We periodically kept in touch, and when I next heard from Lou, things had changed.  He was no longer a solo artist.  The nom de plum he was operating under now was Lewis & Clarke and the sounds he was creating had expanded, and so had the personnel.  Things were in widescreen now; the expeditionary party had been formed.  Over the ensuing years, Lou and I ended up working together on a U.S. release of the group’s debut album Bare Bones and Branches before we both moved in to other things.  People to this day still ask me about their cover of Jandek’s “Nancy Sings,” that the group cut for a tribute album to the enigmatic Texan for my label back in 2005.

But time as they say, does indeed march on.  I suppose I’m thinking about those early days for a few reasons, mainly because for the first time since that tentative (and now very scarce) early EP was released almost twenty years back that Lou Rogai is releasing a new record Cathedral under his own name again.  The other reason is because his latest work is very concerned with time and memory. Bubbling underneath the album’s shimmering surfaces of ambient, folk, and neoclassical textures, lies the albums’ central mediation on how we relate to our past, and find refuge in places both physical and temporal.  I imagine that if you listened to Lou’s first EP followed back to back with his latest offering, it would create the same kind of cognitive dissonance that would occur if you watched the first episode of Mad Men and then went directly to the series finale.

Cathedral makes it pretty obvious this is man who has been on a journey both artistic and personal. On the album’s three-movement 17 minute piece, Rogai strips away the confines of song structure, submerging himself in the slipstream, so to speak.  While the the music featured on the second side entitled Music From Essere Amato spins like an elegant collision between Morricone and the Rachel’s. It’s funny how a lot of the time, the most vital work an artist produces occurs when they ditch the roadmap, and drive towards the unknown darkness on the edge of town. That’s definitely what’s happening here, and for those listeners with open mind; it’s certainly a trip worth taking.

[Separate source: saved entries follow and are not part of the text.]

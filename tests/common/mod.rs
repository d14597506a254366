//! Shared utilities for integration tests.

#![allow(dead_code)]

use std::net::SocketAddr;
use std::sync::{Arc, Mutex};
use std::time::Duration;

use async_trait::async_trait;
use axum::{
    body::Body,
    extract::ConnectInfo,
    http::{header, Method, Request},
    response::Response,
    Router,
};

use greenlight::accounts::{Account, MemoryAccountStore};
use greenlight::config::ServiceConfig;
use greenlight::credentials::{MemoryTokenStore, SubjectId, Token};
use greenlight::http::{build_router, AppState};
use greenlight::lifecycle::Service;
use greenlight::notification::{AccountEvent, Notifier, NotifyError};

/// Defaults with an ephemeral port and a limiter that never refills mid-test.
pub fn test_config() -> ServiceConfig {
    let mut config = ServiceConfig::default();
    config.listener.bind_address = "127.0.0.1:0".to_string();
    config.limiter.requests_per_second = 0.001;
    config.limiter.burst = 4;
    config
}

pub fn app_state(config: ServiceConfig, notifier: Arc<dyn Notifier>) -> AppState {
    Service::with_parts(
        config,
        Arc::new(MemoryTokenStore::new()),
        Arc::new(MemoryAccountStore::new()),
        notifier,
    )
    .state()
    .clone()
}

pub fn router(state: AppState) -> Router {
    build_router(state, Duration::from_secs(30))
}

/// Build a request as if it arrived from `peer`.
pub fn request(
    method: Method,
    uri: &str,
    peer: SocketAddr,
    bearer: Option<&str>,
    json: Option<serde_json::Value>,
) -> Request<Body> {
    let mut builder = Request::builder().method(method).uri(uri);
    if let Some(token) = bearer {
        builder = builder.header(header::AUTHORIZATION, format!("Bearer {token}"));
    }
    let body = match json {
        Some(value) => {
            builder = builder.header(header::CONTENT_TYPE, "application/json");
            Body::from(value.to_string())
        }
        None => Body::empty(),
    };

    let mut request = builder.body(body).unwrap();
    request.extensions_mut().insert(ConnectInfo(peer));
    request
}

pub fn peer(last_octet: u8) -> SocketAddr {
    SocketAddr::from(([10, 0, 0, last_octet], 40000))
}

pub async fn read_json(response: Response) -> serde_json::Value {
    let bytes = axum::body::to_bytes(response.into_body(), usize::MAX)
        .await
        .expect("body");
    serde_json::from_slice(&bytes).expect("json")
}

/// Notifier that records events and activation tokens, optionally taking
/// `delay` per delivery.
#[derive(Debug, Default)]
pub struct RecordingNotifier {
    delay: Duration,
    events: Mutex<Vec<(SubjectId, AccountEvent)>>,
    activations: Mutex<Vec<(String, String)>>,
}

impl RecordingNotifier {
    pub fn slow(delay: Duration) -> Self {
        Self {
            delay,
            ..Self::default()
        }
    }

    pub fn events(&self) -> Vec<(SubjectId, AccountEvent)> {
        self.events.lock().expect("events mutex poisoned").clone()
    }

    /// Latest activation token delivered to `email`.
    pub fn activation_token(&self, email: &str) -> Option<String> {
        self.activations
            .lock()
            .expect("activations mutex poisoned")
            .iter()
            .rev()
            .find(|(to, _)| to == email)
            .map(|(_, token)| token.clone())
    }
}

#[async_trait]
impl Notifier for RecordingNotifier {
    async fn notify(&self, subject_id: SubjectId, event: AccountEvent) -> Result<(), NotifyError> {
        if !self.delay.is_zero() {
            tokio::time::sleep(self.delay).await;
        }
        self.events
            .lock()
            .expect("events mutex poisoned")
            .push((subject_id, event));
        Ok(())
    }

    async fn send_activation(&self, account: &Account, token: &Token) -> Result<(), NotifyError> {
        if !self.delay.is_zero() {
            tokio::time::sleep(self.delay).await;
        }
        self.activations
            .lock()
            .expect("activations mutex poisoned")
            .push((account.email.clone(), token.plaintext.clone()));
        Ok(())
    }
}
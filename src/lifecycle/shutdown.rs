//! Shutdown coordination for the service.
//!
//! ```text
//! Running ──signal──▶ Draining ──listener drained, tasks drained──▶ Stopped
//!                        │
//!                        └──stop error / deadline elapsed──▶ Failed
//! ```

use std::future::Future;
use std::io;
use std::time::Duration;

use tokio::sync::{broadcast, watch};
use tokio::time;

use crate::config::LifecycleConfig;
use crate::lifecycle::tasks::BackgroundTasks;
use crate::observability::metrics;

/// Coordinator for graceful shutdown.
///
/// Provides a broadcast channel that all long-running tasks can subscribe to.
/// Subscribe before triggering; late subscribers miss the signal.
#[derive(Debug, Clone)]
pub struct Shutdown {
    tx: broadcast::Sender<()>,
}

impl Shutdown {
    pub fn new() -> Self {
        let (tx, _) = broadcast::channel(1);
        Self { tx }
    }

    pub fn subscribe(&self) -> broadcast::Receiver<()> {
        self.tx.subscribe()
    }

    /// Trigger the shutdown signal. Repeated triggers are harmless.
    pub fn trigger(&self) {
        let _ = self.tx.send(());
    }
}

impl Default for Shutdown {
    fn default() -> Self {
        Self::new()
    }
}

#[derive(Debug, Clone, Copy, PartialEq, Eq)]
pub enum LifecycleState {
    Running,
    Draining,
    Stopped,
    Failed,
}

impl LifecycleState {
    pub fn is_terminal(&self) -> bool {
        matches!(self, LifecycleState::Stopped | LifecycleState::Failed)
    }

    fn code(&self) -> u8 {
        match self {
            LifecycleState::Running => 0,
            LifecycleState::Draining => 1,
            LifecycleState::Stopped => 2,
            LifecycleState::Failed => 3,
        }
    }
}

#[derive(Debug, thiserror::Error)]
pub enum LifecycleError {
    #[error("server exited before a termination signal: {0}")]
    Serve(#[source] io::Error),

    #[error("failed to stop accepting connections: {0}")]
    Stop(#[source] io::Error),

    #[error("in-flight requests did not finish within {0:?}")]
    ShutdownTimeout(Duration),

    #[error("background tasks did not finish within {0:?}")]
    TaskDrainTimeout(Duration),
}

/// Drives the process from serving to a terminal state.
pub struct Lifecycle {
    config: LifecycleConfig,
    tasks: BackgroundTasks,
    shutdown: Shutdown,
    state: watch::Sender<LifecycleState>,
}

impl Lifecycle {
    pub fn new(config: LifecycleConfig, tasks: BackgroundTasks) -> Self {
        let (state, _) = watch::channel(LifecycleState::Running);
        Self {
            config,
            tasks,
            shutdown: Shutdown::new(),
            state,
        }
    }

    /// Broadcast fired when draining starts. Long-running loops subscribe here.
    pub fn shutdown(&self) -> &Shutdown {
        &self.shutdown
    }

    /// Future resolving when draining starts; the server's graceful-shutdown trigger.
    pub fn drain_signal(&self) -> impl Future<Output = ()> + Send + 'static {
        let mut rx = self.shutdown.subscribe();
        async move {
            let _ = rx.recv().await;
        }
    }

    pub fn state(&self) -> watch::Receiver<LifecycleState> {
        self.state.subscribe()
    }

    /// Serve until `signal` resolves, then drain.
    ///
    /// Ordering: stop accepting and finish in-flight requests (bounded by the
    /// shutdown deadline), then wait for background tasks, then stop. The task
    /// wait is unbounded unless `task_drain_timeout_secs` is configured.
    pub async fn run<S, G>(self, serve: S, signal: G) -> Result<(), LifecycleError>
    where
        S: Future<Output = io::Result<()>>,
        G: Future<Output = &'static str>,
    {
        let Lifecycle {
            config,
            tasks,
            shutdown,
            state,
        } = self;

        set_state(&state, LifecycleState::Running);
        tokio::pin!(serve);

        let signal_name = tokio::select! {
            result = &mut serve => {
                let err = result.err().unwrap_or_else(|| {
                    io::Error::other("server stopped without being asked to")
                });
                return Err(fail(&state, LifecycleError::Serve(err)));
            }
            name = signal => name,
        };

        tracing::info!(signal = signal_name, "Caught signal");
        set_state(&state, LifecycleState::Draining);
        shutdown.trigger();

        let deadline = config.shutdown_timeout();
        match time::timeout(deadline, serve).await {
            Ok(Ok(())) => {}
            Ok(Err(e)) => return Err(fail(&state, LifecycleError::Stop(e))),
            Err(_) => return Err(fail(&state, LifecycleError::ShutdownTimeout(deadline))),
        }

        tracing::info!(pending = tasks.pending(), "Completing background tasks");
        match config.task_drain_timeout() {
            None => tasks.wait().await,
            Some(limit) => {
                if time::timeout(limit, tasks.wait()).await.is_err() {
                    return Err(fail(&state, LifecycleError::TaskDrainTimeout(limit)));
                }
            }
        }

        set_state(&state, LifecycleState::Stopped);
        tracing::info!("Stopped server");
        Ok(())
    }
}

fn set_state(state: &watch::Sender<LifecycleState>, next: LifecycleState) {
    state.send_replace(next);
    metrics::record_lifecycle_state(next.code());
    tracing::debug!(state = ?next, "Lifecycle transition");
}

fn fail(state: &watch::Sender<LifecycleState>, error: LifecycleError) -> LifecycleError {
    set_state(state, LifecycleState::Failed);
    tracing::error!(error = %error, "Shutdown failed");
    error
}
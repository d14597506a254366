//! Credential subsystem.
//!
//! # Data Flow
//! ```text
//! Issuance:
//!     issuer.rs (16 CSPRNG bytes → base-32 plaintext → SHA-256 hash)
//!     → service.rs (persist hash via store.rs, bounded by timeout)
//!     → plaintext returned to the caller once
//!
//! Presentation:
//!     plaintext → shape check → hash → store lookup by (scope, hash, now)
//! ```
//!
//! # Design Decisions
//! - Plaintexts are never stored or compared, only their digests
//! - Scope restricts which flow may consume a token
//! - Revocation deletes every token of a scope for a subject

pub mod error;
pub mod issuer;
pub mod service;
pub mod store;
pub mod types;

pub use error::{ShapeError, TokenError};
pub use issuer::{hash_for_lookup, validate_plaintext_shape, CredentialIssuer};
pub use service::TokenService;
pub use store::{MemoryTokenStore, StoreError, TokenStore};
pub use types::{Scope, StoredToken, SubjectId, Token, TokenHash};
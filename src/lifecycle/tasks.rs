//! Background task registry.
//!
//! Handlers hand fire-and-forget work (notifications, audit writes) to
//! [`BackgroundTasks::run`]. Shutdown calls [`BackgroundTasks::wait`] once the
//! listener has stopped, so no accepted work is cut off mid-flight.

use std::any::Any;
use std::future::Future;
use std::panic::AssertUnwindSafe;
use std::sync::atomic::{AtomicUsize, Ordering};
use std::sync::Arc;

use futures_util::FutureExt;
use tokio::sync::Notify;

use crate::observability::metrics;

#[derive(Debug, Default)]
struct Inner {
    pending: AtomicUsize,
    idle: Notify,
}

/// Counts in-flight background tasks and lets shutdown wait for them.
#[derive(Debug, Clone, Default)]
pub struct BackgroundTasks {
    inner: Arc<Inner>,
}

impl BackgroundTasks {
    pub fn new() -> Self {
        Self::default()
    }

    /// Spawn `task` on the runtime and count it until it finishes.
    ///
    /// A panic inside `task` is caught and logged; it never reaches the caller
    /// or the process.
    pub fn run<F>(&self, name: &'static str, task: F)
    where
        F: Future<Output = ()> + Send + 'static,
    {
        let guard = PendingGuard::enter(Arc::clone(&self.inner));

        tokio::spawn(async move {
            let _guard = guard;
            if let Err(panic) = AssertUnwindSafe(task).catch_unwind().await {
                metrics::record_background_panic(name);
                tracing::error!(
                    task = name,
                    panic = %panic_message(panic.as_ref()),
                    "Background task panicked"
                );
            }
        });
    }

    /// Number of tasks submitted and not yet finished.
    pub fn pending(&self) -> usize {
        self.inner.pending.load(Ordering::SeqCst)
    }

    /// Resolve once no tasks are pending. Not deadline-bounded.
    pub async fn wait(&self) {
        loop {
            let notified = self.inner.idle.notified();
            tokio::pin!(notified);
            // Register before checking the count so a concurrent decrement
            // cannot slip between the check and the await.
            notified.as_mut().enable();

            if self.pending() == 0 {
                return;
            }
            notified.await;
        }
    }
}

/// Decrements the pending count exactly once, on drop.
struct PendingGuard {
    inner: Arc<Inner>,
}

impl PendingGuard {
    fn enter(inner: Arc<Inner>) -> Self {
        let pending = inner.pending.fetch_add(1, Ordering::SeqCst) + 1;
        metrics::record_background_pending(pending);
        Self { inner }
    }
}

impl Drop for PendingGuard {
    fn drop(&mut self) {
        let previous = self.inner.pending.fetch_sub(1, Ordering::SeqCst);
        metrics::record_background_pending(previous - 1);
        if previous == 1 {
            self.inner.idle.notify_waiters();
        }
    }
}

pub(crate) fn panic_message(panic: &(dyn Any + Send)) -> &str {
    if let Some(message) = panic.downcast_ref::<&'static str>() {
        message
    } else if let Some(message) = panic.downcast_ref::<String>() {
        message.as_str()
    } else {
        "non-string panic payload"
    }
}
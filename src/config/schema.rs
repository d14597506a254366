//! Configuration schema definitions.
//!
//! This module defines the complete configuration structure for the service.
//! All types derive Serde traits for deserialization from config files.

use std::time::Duration;

use serde::{Deserialize, Serialize};

/// Root configuration for the service.
#[derive(Debug, Clone, PartialEq, Deserialize, Serialize)]
#[serde(default)]
pub struct ServiceConfig {
    /// Listener configuration (bind address).
    pub listener: ListenerConfig,

    /// Deployment environment (development, staging, production).
    pub environment: String,

    /// Per-client rate limiting.
    pub limiter: LimiterConfig,

    /// Shutdown behaviour.
    pub lifecycle: LifecycleConfig,

    /// Credential lifetimes and store timeouts.
    pub tokens: TokenConfig,

    /// Timeout configuration.
    pub timeouts: TimeoutConfig,

    /// Observability settings.
    pub observability: ObservabilityConfig,
}

impl Default for ServiceConfig {
    fn default() -> Self {
        Self {
            listener: ListenerConfig::default(),
            environment: "development".to_string(),
            limiter: LimiterConfig::default(),
            lifecycle: LifecycleConfig::default(),
            tokens: TokenConfig::default(),
            timeouts: TimeoutConfig::default(),
            observability: ObservabilityConfig::default(),
        }
    }
}

/// Listener configuration.
#[derive(Debug, Clone, PartialEq, Deserialize, Serialize)]
#[serde(default)]
pub struct ListenerConfig {
    /// Bind address (e.g., "0.0.0.0:4000").
    pub bind_address: String,
}

impl Default for ListenerConfig {
    fn default() -> Self {
        Self {
            bind_address: "0.0.0.0:4000".to_string(),
        }
    }
}

/// Rate limiting configuration.
#[derive(Debug, Clone, PartialEq, Deserialize, Serialize)]
#[serde(default)]
pub struct LimiterConfig {
    /// Enable rate limiting.
    pub enabled: bool,

    /// Tokens added to each client bucket per second.
    pub requests_per_second: f64,

    /// Burst capacity of each client bucket.
    pub burst: u32,

    /// Interval between idle-client sweeps in seconds.
    /// Clients unseen for three intervals are evicted.
    pub sweep_interval_secs: u64,

    /// Derive the client key from `X-Forwarded-For` / `X-Real-IP`.
    /// Only enable behind a proxy that overwrites these headers.
    pub trust_proxy_headers: bool,
}

impl LimiterConfig {
    pub fn sweep_interval(&self) -> Duration {
        Duration::from_secs(self.sweep_interval_secs)
    }
}

impl Default for LimiterConfig {
    fn default() -> Self {
        Self {
            enabled: true,
            requests_per_second: 2.0,
            burst: 4,
            sweep_interval_secs: 60,
            trust_proxy_headers: false,
        }
    }
}

/// Command-line limiter settings. They win over the file at startup and on
/// every reload.
#[derive(Debug, Clone, Copy, Default, PartialEq)]
pub struct LimiterOverrides {
    pub requests_per_second: Option<f64>,
    pub burst: Option<u32>,
    pub enabled: Option<bool>,
}

impl LimiterOverrides {
    pub fn apply(&self, limiter: &mut LimiterConfig) {
        if let Some(rps) = self.requests_per_second {
            limiter.requests_per_second = rps;
        }
        if let Some(burst) = self.burst {
            limiter.burst = burst;
        }
        if let Some(enabled) = self.enabled {
            limiter.enabled = enabled;
        }
    }
}

/// Shutdown configuration.
#[derive(Debug, Clone, PartialEq, Deserialize, Serialize)]
#[serde(default)]
pub struct LifecycleConfig {
    /// Deadline for in-flight requests once draining starts, in seconds.
    pub shutdown_timeout_secs: u64,

    /// Optional deadline for background tasks after the listener stopped.
    /// Unset means wait for every task, however long it takes.
    pub task_drain_timeout_secs: Option<u64>,
}

impl LifecycleConfig {
    pub fn shutdown_timeout(&self) -> Duration {
        Duration::from_secs(self.shutdown_timeout_secs)
    }

    pub fn task_drain_timeout(&self) -> Option<Duration> {
        self.task_drain_timeout_secs.map(Duration::from_secs)
    }
}

impl Default for LifecycleConfig {
    fn default() -> Self {
        Self {
            shutdown_timeout_secs: 20,
            task_drain_timeout_secs: None,
        }
    }
}

/// Credential configuration.
#[derive(Debug, Clone, PartialEq, Deserialize, Serialize)]
#[serde(default)]
pub struct TokenConfig {
    /// Lifetime of activation tokens in seconds.
    pub activation_ttl_secs: u64,

    /// Lifetime of authentication tokens in seconds.
    pub authentication_ttl_secs: u64,

    /// Upper bound for a single token store operation in seconds.
    pub store_timeout_secs: u64,
}

impl TokenConfig {
    pub fn store_timeout(&self) -> Duration {
        Duration::from_secs(self.store_timeout_secs)
    }
}

impl Default for TokenConfig {
    fn default() -> Self {
        Self {
            activation_ttl_secs: 3 * 24 * 60 * 60,
            authentication_ttl_secs: 24 * 60 * 60,
            store_timeout_secs: 3,
        }
    }
}

/// Timeout configuration for request handling.
#[derive(Debug, Clone, PartialEq, Deserialize, Serialize)]
#[serde(default)]
pub struct TimeoutConfig {
    /// Request timeout (total time for request/response) in seconds.
    pub request_secs: u64,
}

impl TimeoutConfig {
    pub fn request_timeout(&self) -> Duration {
        Duration::from_secs(self.request_secs)
    }
}

impl Default for TimeoutConfig {
    fn default() -> Self {
        Self { request_secs: 30 }
    }
}

/// Observability configuration.
#[derive(Debug, Clone, PartialEq, Deserialize, Serialize)]
#[serde(default)]
pub struct ObservabilityConfig {
    /// Log level (trace, debug, info, warn, error).
    pub log_level: String,

    /// Log output format ("json" or "pretty").
    pub log_format: String,

    /// Enable metrics endpoint.
    pub metrics_enabled: bool,

    /// Metrics endpoint bind address.
    pub metrics_address: String,
}

impl Default for ObservabilityConfig {
    fn default() -> Self {
        Self {
            log_level: "info".to_string(),
            log_format: "pretty".to_string(),
            metrics_enabled: false,
            metrics_address: "0.0.0.0:9090".to_string(),
        }
    }
}
//! Bearer-token authentication.
//!
//! # Responsibilities
//! - Resolve `Authorization: Bearer <token>` to a subject
//! - Mark requests without the header as anonymous
//! - Reject malformed or unknown tokens with 401
//!
//! # Design Decisions
//! - The middleware only identifies; handlers decide whether anonymous is
//!   acceptable through [`AuthenticatedSubject`]
//! - Responses vary on `Authorization` so caches never mix identities

use axum::{
    body::Body,
    extract::{FromRequestParts, State},
    http::{header, request::Parts, HeaderValue, Request},
    middleware::Next,
    response::{IntoResponse, Response},
};

use crate::credentials::{Scope, SubjectId, TokenError, TokenService};
use crate::http::response::ApiError;
use crate::observability::metrics;

/// Who is making the request.
#[derive(Debug, Clone, Copy, PartialEq, Eq)]
pub enum Principal {
    Anonymous,
    Subject(SubjectId),
}

/// Extract the token from an `Authorization` header value.
///
/// Accepts exactly `Bearer <token>`; anything else is malformed.
pub fn bearer_token(value: &HeaderValue) -> Option<&str> {
    let value = value.to_str().ok()?;
    let mut parts = value.split(' ');
    match (parts.next(), parts.next(), parts.next()) {
        (Some("Bearer"), Some(token), None) => Some(token),
        _ => None,
    }
}

pub async fn authenticate_middleware(
    State(tokens): State<TokenService>,
    mut request: Request<Body>,
    next: Next,
) -> Response {
    let principal = match request.headers().get(header::AUTHORIZATION) {
        None => Principal::Anonymous,
        Some(value) => {
            let Some(token) = bearer_token(value) else {
                metrics::record_token_rejected("malformed_header");
                return with_vary(ApiError::InvalidAuthenticationToken.into_response());
            };

            match tokens.authenticate(Scope::Authentication, token).await {
                Ok(subject_id) => Principal::Subject(subject_id),
                Err(TokenError::Malformed(_)) | Err(TokenError::NotFound) => {
                    return with_vary(ApiError::InvalidAuthenticationToken.into_response());
                }
                Err(e) => return with_vary(ApiError::internal(e).into_response()),
            }
        }
    };

    request.extensions_mut().insert(principal);
    with_vary(next.run(request).await)
}

fn with_vary(mut response: Response) -> Response {
    response
        .headers_mut()
        .append(header::VARY, HeaderValue::from_static("Authorization"));
    response
}

/// Extractor for handlers that refuse anonymous callers.
#[derive(Debug, Clone, Copy, PartialEq, Eq)]
pub struct AuthenticatedSubject(pub SubjectId);

impl<S> FromRequestParts<S> for AuthenticatedSubject
where
    S: Send + Sync,
{
    type Rejection = ApiError;

    async fn from_request_parts(parts: &mut Parts, _state: &S) -> Result<Self, Self::Rejection> {
        match parts.extensions.get::<Principal>() {
            Some(Principal::Subject(subject_id)) => Ok(AuthenticatedSubject(*subject_id)),
            _ => Err(ApiError::AuthenticationRequired),
        }
    }
}

#[cfg(test)]
mod tests {
    use super::*;
    use std::sync::Arc;

    use axum::{http::StatusCode, middleware, routing::get, Router};
    use tower::ServiceExt;

    use crate::config::TokenConfig;
    use crate::credentials::MemoryTokenStore;

    fn app(tokens: TokenService) -> Router {
        Router::new()
            .route(
                "/whoami",
                get(|AuthenticatedSubject(id): AuthenticatedSubject| async move { id.to_string() }),
            )
            .route("/open", get(|| async { "ok" }))
            .layer(middleware::from_fn_with_state(tokens, authenticate_middleware))
    }

    fn service() -> TokenService {
        TokenService::new(Arc::new(MemoryTokenStore::new()), TokenConfig::default())
    }

    async fn call(app: Router, path: &str, auth: Option<&str>) -> Response {
        let mut builder = Request::builder().uri(path);
        if let Some(auth) = auth {
            builder = builder.header(header::AUTHORIZATION, auth);
        }
        app.oneshot(builder.body(Body::empty()).unwrap()).await.unwrap()
    }

    #[test]
    fn bearer_parsing() {
        let ok = HeaderValue::from_static("Bearer abc");
        assert_eq!(bearer_token(&ok), Some("abc"));

        for bad in ["abc", "Basic abc", "Bearer a b", "bearer abc"] {
            assert_eq!(bearer_token(&HeaderValue::from_static(bad)), None, "{bad}");
        }
    }

    #[tokio::test]
    async fn anonymous_passes_open_routes() {
        let response = call(app(service()), "/open", None).await;
        assert_eq!(response.status(), StatusCode::OK);
        assert_eq!(response.headers()[header::VARY], "Authorization");
    }

    #[tokio::test]
    async fn anonymous_rejected_where_identity_required() {
        let response = call(app(service()), "/whoami", None).await;
        assert_eq!(response.status(), StatusCode::UNAUTHORIZED);
        assert!(response.headers().get(header::WWW_AUTHENTICATE).is_none());
    }

    #[tokio::test]
    async fn malformed_header_is_invalid_token() {
        let response = call(app(service()), "/open", Some("Token abc")).await;
        assert_eq!(response.status(), StatusCode::UNAUTHORIZED);
        assert_eq!(response.headers()[header::WWW_AUTHENTICATE], "Bearer");
    }

    #[tokio::test]
    async fn unknown_token_is_invalid() {
        let bogus = format!("Bearer {}", "B".repeat(26));
        let response = call(app(service()), "/open", Some(&bogus)).await;
        assert_eq!(response.status(), StatusCode::UNAUTHORIZED);
    }

    #[tokio::test]
    async fn issued_token_resolves_subject() {
        let tokens = service();
        let token = tokens.new_token_for(42, Scope::Authentication).await.unwrap();
        let auth = format!("Bearer {}", token.plaintext);

        let response = call(app(tokens), "/whoami", Some(&auth)).await;
        assert_eq!(response.status(), StatusCode::OK);
        let body = axum::body::to_bytes(response.into_body(), usize::MAX)
            .await
            .unwrap();
        assert_eq!(&body[..], b"42");
    }

    #[tokio::test]
    async fn activation_token_is_not_a_session() {
        let tokens = service();
        let token = tokens.new_token_for(7, Scope::Activation).await.unwrap();
        let auth = format!("Bearer {}", token.plaintext);

        let response = call(app(tokens), "/whoami", Some(&auth)).await;
        assert_eq!(response.status(), StatusCode::UNAUTHORIZED);
    }
}
//! User accounts.
//!
//! Registration creates an inactive account and an activation token; login
//! trades a matching email and password for an authentication token. The
//! credential subsystem never sees passwords.

pub mod store;
pub mod validation;

pub use store::{Account, AccountError, AccountStore, MemoryAccountStore};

Order the album via Veriditas Recordings.

The Mountain Goats – Welcome To Passaic 7” (Merge Records)

I feel a little intimidated writing this review. As John Darnielle, is a bit of a hero of mine when it comes to both being a writer, and a human. With The Mountain Goats’ latest single, JD tries on the mantle of one of his own heroes, Ozzy Osbourne.  “Passaic 1975” details a day in the life of the Ozzman in his mid-70’s prime envisioned through the author’s lens. The lyrics painstakingly detail a world of excess, and isolation that is populated by silk kimonos, blackouts, a gifted teleprompter, Gibson SG’s inlaid with pearl, and a hotel by an unnamed river.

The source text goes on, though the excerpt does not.